Kshetrimayum Ongbi Thouranisabi Devi (6 November 1934 – 12 May 2026) was an Indian classical dancer and author, who specialised in the Indian classical dance form of Manipuri. She was honoured by the Government of India in 2003 with Padma Shri, the fourth highest Indian civilian award.

==Life and career==
Kshetrimayum Ongbi Thouranisabi Devi was born on 6 November 1934 at Singjamei Sapam Leikai, a small hamlet in the Indian state of Manipur to Leishangthem Tampha Singh, a polo player and Leishangthem Ongbi Ibetombimacha Devi, a known Nata Sankirtana exponent as their third daughter. She started stage performances at the age of 6, before she underwent any formal training. Later, she trained Ras Leela at Govindaji Nartanalaya (Government of Manipur Dance College) from the age of 10, passing the degrees, visharad and acharya and also trained under gurus such as Maishnam Amubi Singh, Amudon Sharma, H. Tomba, A. Tomba Singh, Lourembam Tombi Devi and R. K. Tomalsana before starting to perform professionally.

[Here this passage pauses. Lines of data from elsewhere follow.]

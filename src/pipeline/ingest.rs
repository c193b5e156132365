// src/pipeline/ingest.rs

//! Extraction cycle: collect candidates per source, dedupe into the
//! store, and fan out fresh notices to immediate alerts.

use reqwest::Client;

use crate::error::Result;
use crate::notify::{self, Router};
use crate::scrape::NoticeSource;
use crate::store::{Database, InsertOutcome};

/// Summary of one source's run.
#[derive(Debug, Default)]
pub struct IngestStats {
    pub candidates: usize,
    pub inserted: usize,
    pub duplicates: usize,
    pub skipped: usize,
}

/// Run one source to completion: fetch, extract, insert, notify.
///
/// A store failure aborts only the current item; the batch continues.
pub async fn run_source(
    db: &Database,
    router: &Router,
    source: &dyn NoticeSource,
    client: &Client,
) -> Result<IngestStats> {
    let tag = source.tag();
    log::info!("{tag}: extraction starting");

    let candidates = source.collect(client).await?;
    let mut stats = IngestStats {
        candidates: candidates.len(),
        ..IngestStats::default()
    };

    for candidate in candidates {
        // Sources resolve or drop undated candidates before this point.
        let Some(date) = candidate.date else {
            stats.skipped += 1;
            continue;
        };

        match db.insert_if_new(&candidate.title, &candidate.link, date, tag) {
            Ok(InsertOutcome::Inserted(fresh)) => {
                stats.inserted += 1;
                notify::notify_if_matches(db, router, &fresh).await;
            }
            Ok(InsertOutcome::Duplicate) => stats.duplicates += 1,
            Err(e) => {
                stats.skipped += 1;
                log::warn!("{tag}: store failure for {}, item skipped: {e}", candidate.link);
            }
        }
    }

    log::info!(
        "{tag}: {} candidates, {} inserted, {} duplicates, {} skipped",
        stats.candidates,
        stats.inserted,
        stats.duplicates,
        stats.skipped
    );
    Ok(stats)
}

/// Run every source sequentially. One source failing never prevents the
/// next from running; load on the sites stays bounded.
pub async fn run_all_sources(
    db: &Database,
    router: &Router,
    sources: &[Box<dyn NoticeSource>],
    client: &Client,
) {
    for source in sources {
        if let Err(e) = run_source(db, router, source.as_ref(), client).await {
            let kind = if e.is_transient() {
                "transient, will retry next cycle"
            } else {
                "permanent"
            };
            log::error!("{}: source run failed ({kind}): {e}", source.tag());
        }
    }
}

#[cfg(test)]
mod tests {
    use std::sync::Arc;

    use async_trait::async_trait;
    use chrono::{NaiveDate, Utc};

    use super::*;
    use crate::error::Result;
    use crate::models::{Alert, Candidate, Channel, Frequency, Source};
    use crate::notify::testing::RecordingSender;
    use crate::notify::ChannelSender;

    struct FixedSource {
        tag: Source,
        batch: Vec<Candidate>,
    }

    #[async_trait]
    impl NoticeSource for FixedSource {
        fn tag(&self) -> Source {
            self.tag
        }

        async fn collect(&self, _client: &Client) -> Result<Vec<Candidate>> {
            Ok(self.batch.clone())
        }
    }

    struct Shared(Arc<RecordingSender>);

    #[async_trait]
    impl ChannelSender for Shared {
        async fn send(&self, recipient: &str, text: &str) -> Result<()> {
            self.0.send(recipient, text).await
        }
    }

    fn router_with(telegram: &Arc<RecordingSender>) -> Router {
        Router::new(
            Box::new(Shared(Arc::new(RecordingSender::default()))),
            Box::new(Shared(Arc::clone(telegram))),
        )
    }

    #[tokio::test]
    async fn end_to_end_immediate_delivery() {
        let db = Database::open_in_memory().unwrap();
        let telegram = Arc::new(RecordingSender::default());
        let router = router_with(&telegram);

        let alert_id = db
            .insert_alert(&Alert {
                id: 0,
                user_identifier: "chat-42".into(),
                channel: Channel::Telegram,
                keyword: Some("admit".into()),
                source: None,
                frequency: Frequency::Immediate,
                active: true,
            })
            .unwrap();

        let source = FixedSource {
            tag: Source::Gndec,
            batch: vec![Candidate {
                title: "Admit Card Released".into(),
                link: "https://x/1".into(),
                date: Some(Utc::now().date_naive()),
            }],
        };

        let client = Client::new();
        let stats = run_source(&db, &router, &source, &client).await.unwrap();
        assert_eq!(stats.inserted, 1);

        let calls = telegram.calls();
        assert_eq!(calls.len(), 1);
        assert_eq!(calls[0].0, "chat-42");
        assert!(calls[0].1.contains("Admit Card Released"));

        let stored = db
            .recent_notices(NaiveDate::from_ymd_opt(2000, 1, 1).unwrap())
            .unwrap();
        assert_eq!(stored.len(), 1);
        assert!(db.already_sent(alert_id, stored[0].id).unwrap());
    }

    #[tokio::test]
    async fn second_cycle_is_idempotent() {
        let db = Database::open_in_memory().unwrap();
        let telegram = Arc::new(RecordingSender::default());
        let router = router_with(&telegram);

        db.insert_alert(&Alert {
            id: 0,
            user_identifier: "chat-1".into(),
            channel: Channel::Telegram,
            keyword: None,
            source: None,
            frequency: Frequency::Immediate,
            active: true,
        })
        .unwrap();

        let source = FixedSource {
            tag: Source::Ptu,
            batch: vec![Candidate {
                title: "Fee Notice".into(),
                link: "https://x/fee".into(),
                date: Some(Utc::now().date_naive()),
            }],
        };

        let client = Client::new();
        let first = run_source(&db, &router, &source, &client).await.unwrap();
        let second = run_source(&db, &router, &source, &client).await.unwrap();

        assert_eq!(first.inserted, 1);
        assert_eq!(second.inserted, 0);
        assert_eq!(second.duplicates, 1);
        // duplicate insert triggers no second notification
        assert_eq!(telegram.calls().len(), 1);
    }

    #[tokio::test]
    async fn undated_candidates_are_skipped() {
        let db = Database::open_in_memory().unwrap();
        let telegram = Arc::new(RecordingSender::default());
        let router = router_with(&telegram);

        let source = FixedSource {
            tag: Source::Ptu,
            batch: vec![Candidate {
                title: "No date".into(),
                link: "https://x/nd".into(),
                date: None,
            }],
        };

        let client = Client::new();
        let stats = run_source(&db, &router, &source, &client).await.unwrap();
        assert_eq!(stats.skipped, 1);
        assert_eq!(stats.inserted, 0);
    }
}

She performed at many art festivals in India and other countries such as Canada, West Germany, the United Kingdom, Dubai and the USA.

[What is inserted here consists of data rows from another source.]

// src/models/config.rs

//! Application configuration structures.

use std::fs;
use std::path::Path;

use serde::{Deserialize, Serialize};

use crate::error::{AppError, Result};

/// Root application configuration.
#[derive(Debug, Clone, Serialize, Deserialize)]
pub struct Config {
    /// HTTP client behavior
    #[serde(default)]
    pub http: HttpConfig,

    /// Per-source extraction settings
    #[serde(default)]
    pub sources: SourcesConfig,

    /// Scheduler timing
    #[serde(default)]
    pub schedule: ScheduleConfig,

    /// Delivery channel credential lookup
    #[serde(default)]
    pub channels: ChannelsConfig,

    /// SQLite database path
    #[serde(default = "defaults::database_path")]
    pub database_path: String,
}

impl Config {
    /// Load configuration from a TOML file.
    pub fn load(path: impl AsRef<Path>) -> Result<Self> {
        let content = fs::read_to_string(path)?;
        Ok(toml::from_str(&content)?)
    }

    /// Load configuration or return default if loading fails.
    pub fn load_or_default(path: impl AsRef<Path>) -> Self {
        Self::load(&path).unwrap_or_else(|e| {
            log::warn!(
                "Config load failed from {:?}: {}. Using defaults.",
                path.as_ref(),
                e
            );
            Self::default()
        })
    }

    /// Validate configuration values for basic sanity.
    pub fn validate(&self) -> Result<()> {
        if self.http.user_agent.trim().is_empty() {
            return Err(AppError::config("http.user_agent is empty"));
        }
        if self.http.timeout_secs == 0 {
            return Err(AppError::config("http.timeout_secs must be > 0"));
        }
        if self.schedule.scrape_interval_minutes == 0 {
            return Err(AppError::config(
                "schedule.scrape_interval_minutes must be > 0",
            ));
        }
        if self.schedule.digest_hour > 23 {
            return Err(AppError::config("schedule.digest_hour must be 0-23"));
        }
        if self.schedule.digest_minute > 59 {
            return Err(AppError::config("schedule.digest_minute must be 0-59"));
        }
        if self.schedule.utc_offset_minutes.abs() > 14 * 60 {
            return Err(AppError::config("schedule.utc_offset_minutes out of range"));
        }
        if self.sources.ptu.max_rows == 0 {
            return Err(AppError::config("sources.ptu.max_rows must be > 0"));
        }
        if self.sources.ptu.retention_days == 0 {
            return Err(AppError::config("sources.ptu.retention_days must be > 0"));
        }
        Ok(())
    }
}

impl Default for Config {
    fn default() -> Self {
        Self {
            http: HttpConfig::default(),
            sources: SourcesConfig::default(),
            schedule: ScheduleConfig::default(),
            channels: ChannelsConfig::default(),
            database_path: defaults::database_path(),
        }
    }
}

/// HTTP client settings, shared by all sources.
#[derive(Debug, Clone, Serialize, Deserialize)]
pub struct HttpConfig {
    /// User-Agent header for HTTP requests
    #[serde(default = "defaults::user_agent")]
    pub user_agent: String,

    /// Request timeout in seconds
    #[serde(default = "defaults::timeout")]
    pub timeout_secs: u64,

    /// Delay between secondary per-item page fetches, in milliseconds
    #[serde(default = "defaults::per_page_delay")]
    pub per_page_delay_ms: u64,
}

impl Default for HttpConfig {
    fn default() -> Self {
        Self {
            user_agent: defaults::user_agent(),
            timeout_secs: defaults::timeout(),
            per_page_delay_ms: defaults::per_page_delay(),
        }
    }
}

/// Per-source extraction settings.
#[derive(Debug, Clone, Default, Serialize, Deserialize)]
pub struct SourcesConfig {
    #[serde(default)]
    pub ptu: PtuConfig,

    #[serde(default)]
    pub gndec: GndecConfig,
}

/// PTU noticeboard settings.
#[derive(Debug, Clone, Serialize, Deserialize)]
pub struct PtuConfig {
    /// Base URL for resolving relative links
    #[serde(default = "defaults::ptu_base_url")]
    pub base_url: String,

    /// Noticeboard page URL
    #[serde(default = "defaults::ptu_notice_url")]
    pub notice_url: String,

    /// Number of table rows to scan from the top
    #[serde(default = "defaults::ptu_max_rows")]
    pub max_rows: usize,

    /// Candidates dated older than this many days are discarded
    #[serde(default = "defaults::ptu_retention_days")]
    pub retention_days: i64,
}

impl Default for PtuConfig {
    fn default() -> Self {
        Self {
            base_url: defaults::ptu_base_url(),
            notice_url: defaults::ptu_notice_url(),
            max_rows: defaults::ptu_max_rows(),
            retention_days: defaults::ptu_retention_days(),
        }
    }
}

/// GNDEC notice page settings.
#[derive(Debug, Clone, Serialize, Deserialize)]
pub struct GndecConfig {
    /// Notice page URL
    #[serde(default = "defaults::gndec_url")]
    pub notice_url: String,

    /// Candidate sub-paths probed before falling back to the notice URL
    #[serde(default)]
    pub candidate_paths: Vec<String>,
}

impl Default for GndecConfig {
    fn default() -> Self {
        Self {
            notice_url: defaults::gndec_url(),
            candidate_paths: Vec::new(),
        }
    }
}

/// Scheduler timing, in one fixed local offset.
#[derive(Debug, Clone, Serialize, Deserialize)]
pub struct ScheduleConfig {
    /// Minutes between extraction cycles
    #[serde(default = "defaults::scrape_interval")]
    pub scrape_interval_minutes: u64,

    /// Local hour of the daily digest (24-hour clock)
    #[serde(default = "defaults::digest_hour")]
    pub digest_hour: u32,

    /// Local minute of the daily digest
    #[serde(default)]
    pub digest_minute: u32,

    /// Fixed offset from UTC, in minutes (default +05:30)
    #[serde(default = "defaults::utc_offset")]
    pub utc_offset_minutes: i32,
}

impl Default for ScheduleConfig {
    fn default() -> Self {
        Self {
            scrape_interval_minutes: defaults::scrape_interval(),
            digest_hour: defaults::digest_hour(),
            digest_minute: 0,
            utc_offset_minutes: defaults::utc_offset(),
        }
    }
}

/// Environment variable names holding channel credentials.
///
/// Only the variable names live in config; the secrets themselves stay in
/// the environment.
#[derive(Debug, Clone, Serialize, Deserialize)]
pub struct ChannelsConfig {
    #[serde(default = "defaults::telegram_token_env")]
    pub telegram_token_env: String,

    #[serde(default = "defaults::twilio_sid_env")]
    pub twilio_sid_env: String,

    #[serde(default = "defaults::twilio_token_env")]
    pub twilio_token_env: String,

    #[serde(default = "defaults::twilio_whatsapp_from_env")]
    pub twilio_whatsapp_from_env: String,
}

impl Default for ChannelsConfig {
    fn default() -> Self {
        Self {
            telegram_token_env: defaults::telegram_token_env(),
            twilio_sid_env: defaults::twilio_sid_env(),
            twilio_token_env: defaults::twilio_token_env(),
            twilio_whatsapp_from_env: defaults::twilio_whatsapp_from_env(),
        }
    }
}

mod defaults {
    // HTTP defaults
    pub fn user_agent() -> String {
        "Mozilla/5.0 (compatible; campus-alerts/1.0)".into()
    }
    pub fn timeout() -> u64 {
        12
    }
    pub fn per_page_delay() -> u64 {
        400
    }

    // Source defaults
    pub fn ptu_base_url() -> String {
        "https://ptu.ac.in".into()
    }
    pub fn ptu_notice_url() -> String {
        "https://ptu.ac.in/noticeboard-main/".into()
    }
    pub fn ptu_max_rows() -> usize {
        100
    }
    pub fn ptu_retention_days() -> i64 {
        30
    }
    pub fn gndec_url() -> String {
        "https://erp.gndec.ac.in/notice".into()
    }

    // Schedule defaults
    pub fn scrape_interval() -> u64 {
        30
    }
    pub fn digest_hour() -> u32 {
        18
    }
    pub fn utc_offset() -> i32 {
        330
    }

    // Channel credential env var names
    pub fn telegram_token_env() -> String {
        "TELEGRAM_TOKEN".into()
    }
    pub fn twilio_sid_env() -> String {
        "TWILIO_ACCOUNT_SID".into()
    }
    pub fn twilio_token_env() -> String {
        "TWILIO_AUTH_TOKEN".into()
    }
    pub fn twilio_whatsapp_from_env() -> String {
        "TWILIO_WHATSAPP_NUMBER".into()
    }

    // Storage defaults
    pub fn database_path() -> String {
        "data/alerts.db".into()
    }
}

#[cfg(test)]
mod tests {
    use super::*;

    #[test]
    fn validate_default_config_ok() {
        assert!(Config::default().validate().is_ok());
    }

    #[test]
    fn validate_rejects_empty_user_agent() {
        let mut config = Config::default();
        config.http.user_agent = "  ".to_string();
        assert!(config.validate().is_err());
    }

    #[test]
    fn validate_rejects_bad_digest_hour() {
        let mut config = Config::default();
        config.schedule.digest_hour = 24;
        assert!(config.validate().is_err());
    }

    #[test]
    fn validate_rejects_zero_retention() {
        let mut config = Config::default();
        config.sources.ptu.retention_days = 0;
        assert!(config.validate().is_err());
    }

    #[test]
    fn parses_partial_toml_with_defaults() {
        let config: Config = toml::from_str(
            r#"
            [schedule]
            scrape_interval_minutes = 15

            [sources.ptu]
            retention_days = 14
            "#,
        )
        .unwrap();
        assert_eq!(config.schedule.scrape_interval_minutes, 15);
        assert_eq!(config.sources.ptu.retention_days, 14);
        assert_eq!(config.schedule.digest_hour, 18);
        assert_eq!(config.http.timeout_secs, 12);
        assert_eq!(config.database_path, "data/alerts.db");
    }
}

Thouranisabi Devi was associated with Jawaharlal Nehru Manipur Dance Academy and directed one of its ballet productions, Radha Sati. She taught at the academy for several years as Guru Rasdhari, Guruhan and Pradhan Guru till her retirement in 2006. She is also credited with two books, Diva Ras (2 volumes-1993) and Ras Makha Amsung Nungi Masahk (2006), both based on Manipuri dance and recorded six albums for His Master's Voice.

She was a recipient of the Royal Robe from Maharaja Okendrajit Singh and a gold medal from the Government of Manipur. Manipur State Kala Akademi awarded her their annual award in 1977 and the Sangeet Natak Akademi followed suit with an award in 1980. Manipur Sahitya Parishad conferred the title Nritya Ratna on her in 1981. The Department of Culture, Media and Sport, Government of India awarded Senior Fellowship to her in 1987 and she received a Certificate of Honour from the Government of Manipur in 1991. The Government of India honoured her with the civilian award of Padma Shri in 2003. She was also shortlisted for Padma Bhushan in 2011 though unsuccessfully.

Thouranisabi Devi was married to Kshetrimayum Nawang Singh and the couple lived in the Manipuri capital of Imphal. She died at her residence on 12 May 2026, at the age of 91.